William Andrew White II (June 16, 1874 – September 9, 1936) was a Nova Scotian who was commissioned as the first black officer in the British army.[1] He served in World War I as a chaplain, the only black chaplain in the British Army during the war.

He and his wife had thirteen children, many of whom achieved national distinction. They included classical singer Portia White and politicians Bill White and Jack White. In 1936, White was awarded an honorary doctorate from Acadia University, the first Black Canadian to be given an honorary doctorate.[2]

Early years[edit]

White was born in 1874 to former slaves in King and Queen County, Virginia. His family moved to the city of Baltimore, Maryland, where he attended public school. After a Canadian school teacher of his impressed him with descriptions of the province, where freed American slaves had been resettled after the Revolutionary War, White moved to Nova Scotia in 1900.[3] He had imagined this land as his key to freedom.
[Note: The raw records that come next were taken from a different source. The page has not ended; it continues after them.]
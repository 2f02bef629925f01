//! Fixed 32-byte hash type

use std::fmt;

use serde::{Deserialize, Deserializer, Serialize, Serializer};
use thiserror::Error;

/// Hash parsing error
#[derive(Debug, Error)]
pub enum HashError {
    /// Invalid hex string
    #[error("invalid hex string: {0}")]
    InvalidHex(String),
    /// Invalid length
    #[error("invalid hash length: expected {expected} bytes, got {got}")]
    InvalidLength {
        /// Expected byte length
        expected: usize,
        /// Actual byte length
        got: usize,
    },
}

/// 256-bit hash (32 bytes)
#[derive(Clone, Copy, PartialEq, Eq, Hash, Default, PartialOrd, Ord)]
pub struct H256([u8; 32]);

/// Alias for H256
pub type Hash = H256;

impl H256 {
    /// Size in bytes
    pub const LEN: usize = 32;

    /// Zero hash
    pub const ZERO: H256 = H256([0u8; 32]);

    /// Create from a byte array
    pub const fn from_bytes(bytes: [u8; 32]) -> Self {
        H256(bytes)
    }

    /// Create from a slice, checking the length
    pub fn from_slice(slice: &[u8]) -> Result<Self, HashError> {
        if slice.len() != Self::LEN {
            return Err(HashError::InvalidLength {
                expected: Self::LEN,
                got: slice.len(),
            });
        }
        let mut bytes = [0u8; 32];
        bytes.copy_from_slice(slice);
        Ok(H256(bytes))
    }

    /// Parse from a hex string, with or without `0x` prefix
    pub fn from_hex(s: &str) -> Result<Self, HashError> {
        let s = s.strip_prefix("0x").unwrap_or(s);
        let bytes = hex::decode(s).map_err(|e| HashError::InvalidHex(e.to_string()))?;
        Self::from_slice(&bytes)
    }

    /// Get the underlying bytes
    pub fn as_bytes(&self) -> &[u8; 32] {
        &self.0
    }

    /// Check if zero
    pub fn is_zero(&self) -> bool {
        self.0 == [0u8; 32]
    }

    /// Hex rendering with `0x` prefix
    pub fn to_hex(&self) -> String {
        format!("0x{}", hex::encode(self.0))
    }
}

impl fmt::Debug for H256 {
    fn fmt(&self, f: &mut fmt::Formatter<'_>) -> fmt::Result {
        write!(f, "H256({})", self.to_hex())
    }
}

impl fmt::Display for H256 {
    fn fmt(&self, f: &mut fmt::Formatter<'_>) -> fmt::Result {
        write!(f, "{}", self.to_hex())
    }
}

impl From<[u8; 32]> for H256 {
    fn from(bytes: [u8; 32]) -> Self {
        H256(bytes)
    }
}

impl AsRef<[u8]> for H256 {
    fn as_ref(&self) -> &[u8] {
        &self.0
    }
}

impl Serialize for H256 {
    fn serialize<S: Serializer>(&self, serializer: S) -> Result<S::Ok, S::Error> {
        serializer.serialize_str(&self.to_hex())
    }
}

impl<'de> Deserialize<'de> for H256 {
    fn deserialize<D: Deserializer<'de>>(deserializer: D) -> Result<Self, D::Error> {
        let s = String::deserialize(deserializer)?;
        Self::from_hex(&s).map_err(serde::de::Error::custom)
    }
}

#[cfg(test)]
mod tests {
    use super::*;

    #[test]
    fn test_h256_from_hex() {
        let hash = H256::from_hex(
            "0xddf252ad1be2c89b69c2b068fc378daa952ba7f163c4a11628f55a4df523b3ef",
        )
        .unwrap();
        assert_eq!(
            hash.to_hex(),
            "0xddf252ad1be2c89b69c2b068fc378daa952ba7f163c4a11628f55a4df523b3ef"
        );
    }

    #[test]
    fn test_h256_wrong_length() {
        assert!(matches!(
            H256::from_hex("0x1234"),
            Err(HashError::InvalidLength { expected: 32, got: 2 })
        ));
    }

    #[test]
    fn test_h256_zero() {
        assert!(H256::ZERO.is_zero());
        assert!(!H256::from_bytes([1u8; 32]).is_zero());
    }
}
//! # ember-crypto
//!
//! Cryptographic primitives for the Ember Ethereum SDK.
//!
//! - Keccak-256 and `personal_sign` message digests
//! - ECDSA signing/verification (secp256k1), low-s canonical
//! - Public key recovery
//! - Address derivation and EIP-55 checksums

#![warn(missing_docs)]
#![warn(clippy::all)]

mod checksum;
mod error;
mod hash;
mod signature;

pub use checksum::{is_checksum_valid, is_valid_address, to_checksum};
pub use error::CryptoError;
pub use hash::{hash_message, keccak256};
pub use signature::{
    hash_to_address, public_key_to_address, recover_public_key, sign, verify, PrivateKey,
    PublicKey, Signature,
};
He became the second black man accepted by Acadia University, and in 1903 became its first black graduate. White graduated with an arts degree in theology, and was ordained a Baptist minister. He worked the next two years as a traveling missionary for the African Baptist churches of Nova Scotia.[3]

Family[edit]

White met and married Izie Dora White (no relation) of Mill Village, Nova Scotia. She was a descendant of Black Loyalists. Together they raised a family of thirteen children. One of their daughters, Portia White, became a world-famous singer.[3] Son Bill White Jr., became the first Black Canadian to run for federal political office in Canada when he stood as a candidate for the Co-operative Commonwealth Federation in the 1949 federal election. Son Jack, was a noted Canadian labour union activist and the second black candidate to run for office in the Legislative Assembly of Ontario.

World War 1[edit]

In 1916, White enlisted in the No. 2 Construction Battalion, an all-black segregated unit serving in World War I.[4] He was the only black chaplain in the British Army and was a commissioned officer serving with the rank of Honorary Captain.[4]

Ministry[edit]

Following the war, White returned to Halifax and was called to Cornwallis Street Baptist Church. He served as rector for more than 17 years. During the early 1930s, his services were broadcast over the radio every month, and they were heard throughout the Maritimes.[3] He died of cancer on September 9, 1936 in Halifax.[5][3]

Legacy and honours[edit]

  • He was the first black person to be honoured with a Doctorate of Divinity from Acadia.
  • White and Izie Dora's grandchildren include Senator Donald Oliver, politician and activist Sheila White, and folk musician Chris White. The novelist and playwright George Elliott Clarke is a great-grandson.
  • Their great-nephew, actor and filmmaker Anthony Sherwood, produced a documentary film entitled, Honour Before Glory. This was based on the diary of William White while he served in France during the Great War.

See also[edit]

References and notes[edit]

  1. ^ "George Elliott Clarke First black officer in British Army blazed trail but dreams were thwarted". The Globe and Mail. 1 August 2014
  2. ^ "William A. White", Our Roots
  3. ^ a b c d e "Pictorial on Black History, Nova Scotia; William A. White". Our Roots. University of Calgary, Université Laval. 2006. Retrieved 2007-02-23.
  4. ^ a b Chaplin-Thomas, Charmion (2006-04-14). "July 5, 1916". Fourth Dimension. Canadian Military Engineers Association (CMEA) and The Department of National Defence. Retrieved 2007-02-23.
  5. ^ "William A. White Death Record", Nova Scotia Archives
6. https://montrealgazette.com/entertainment/arts/for-black-battalion-not-all-fights-were-on-the-battlefield
7. http://www.collectionscanada.gc.ca/03/0360_e.html
8. http://www.cbc.ca/news/canada/nova-scotia/ns-celebrates-100-anniversary-all-black-unit-1.3481001
9. http://thechronicleherald.ca/canada/1347386-nova-scotia-celebrates-100th-anniversary-of-all-black-unit-fighting-to-fight

External links[edit]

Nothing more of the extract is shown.